Monday, December 13, 2010

Why I Hate Republicans, #45210


Can anybody give a single sound reason (beyond the obvious self-interest of the wealthy) for extending what were supposed to be temporary tax cuts to upper income citizens? And can any such reason possibly be ethically consistent with the imperative to address our ballooning national debt?

Can there be a psychologically-healthy explanation for people in numbers far greater than those who will benefit directly lobbying for and supporting this extension?

The Republicans come into the lame duck session vowing to roadblock any and all Democratic initiatives unless the tax cuts are extended en masse. Given that the lame duck session is the Dems' last chance to push through anything even remotely progressive, the Repubs' continuation of their two-year 'party of no' modus operandi is a smart political tactic; but how does extension of ALL the tax cuts come to be the priority? And how does this strategy come to find support from the millions who voted for the resurgent Republicans?
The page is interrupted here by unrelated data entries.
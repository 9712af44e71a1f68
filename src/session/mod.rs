//! Glass device sessions
//!
//! A session owns one connected device: it resolves the protocol variant,
//! starts capture, feeds notifications through the reassemblers and hands
//! completed artifacts to a [`DeviceHandler`].

pub mod config;
pub mod context;
pub mod device;
pub mod handler;

pub use config::SessionConfig;
pub use context::DeviceContext;
pub use device::{DeviceSession, SessionEnd};
pub use handler::{DeviceHandler, Transport};
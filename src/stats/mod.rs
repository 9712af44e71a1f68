//! Session and stream statistics

pub mod metrics;

pub use metrics::{SessionStats, StreamStats};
Progressives are upset at the deal between Obama and the Republicans, and rightly so: the chief "concession" gained by the President for his ready cave-in is an extension of unemployment benefits--something which the Republicans opposed (and for which opposition they've managed to elude paying any political price)! Everything Obama "got" in the deal ends up costing all of us more money: everybody continues to have unsustainably low income tax rates; payroll taxes have been reduced; inheritances get an unbelievable $5 million tax-free buffer; unemployment benefits get extended. With conservatives having made such hay over the past two years about the dangers of the deficit, I think we can now say with confidence where the Republicans' real priorities lie.

The President says that we should support what amounts to an across-the-board Republican plan (the only thing they didn't want was the politically-failsafe unemployment benefit extension, and they'll take credit for this now thanks to Obama's insistence that it be included in their plan) because the alternative--Republican road-block--will be worse for the country. And whose fault is that? Why not stick up for what's right and let conservatives face the fire they've made? It is no failure of the Democrats if they should refuse to yield to an unreasonable demand, no matter what Faux News says; some deals are just too expensive in money or moral capital to accede.

Once again we find the entire country held hostage by a small group of rich white guys for the benefit of their special club and they appear to be paying no price for it whatsoever. How is it that we continue to let conservatives set this disastrous agenda? Where are the sputtering, illiterate sign-waving Tea-Baggers as another $900 billion--almost another trillion dollars!--is being added to the deficit? How do we jam the Capitol Mall to protest that poor people are gaining access to health care but remain silent while another trillion dollars is added to the deficit for no defensible reason whatsoever? How do we prioritize such a big addition to the deficit for the needless gain of the one tiny segment of society which has been immune to the pains of recession?

The war on science; the promotion of big-business concerns above every other thing; the hobbling of education both by failing to properly prioritize and fund it and by actively opposing fact-based reasoning; the hypocrisy of their fiscal ideas; the reliance on lies and spin and fear mongering in their propaganda machine; the crass use of Jebus and the flag to rope in the country's ignorant, credulous masses; the conviction that corporations have the same status as individual citizens: these and many other reasons are why I despise conservatism in its present form.

2 comments:

dbackdad said...

Amen brother.

shrimplate said...

I hear you, too. There just doesn't seem to be an upside to any of this. The rich held a gun to our heads and demanded extended tax cuts or millions of unemployed, people whose jobs were destroyed by those self-same rich, would go penniless.

We should desist in calling ours a "civilization."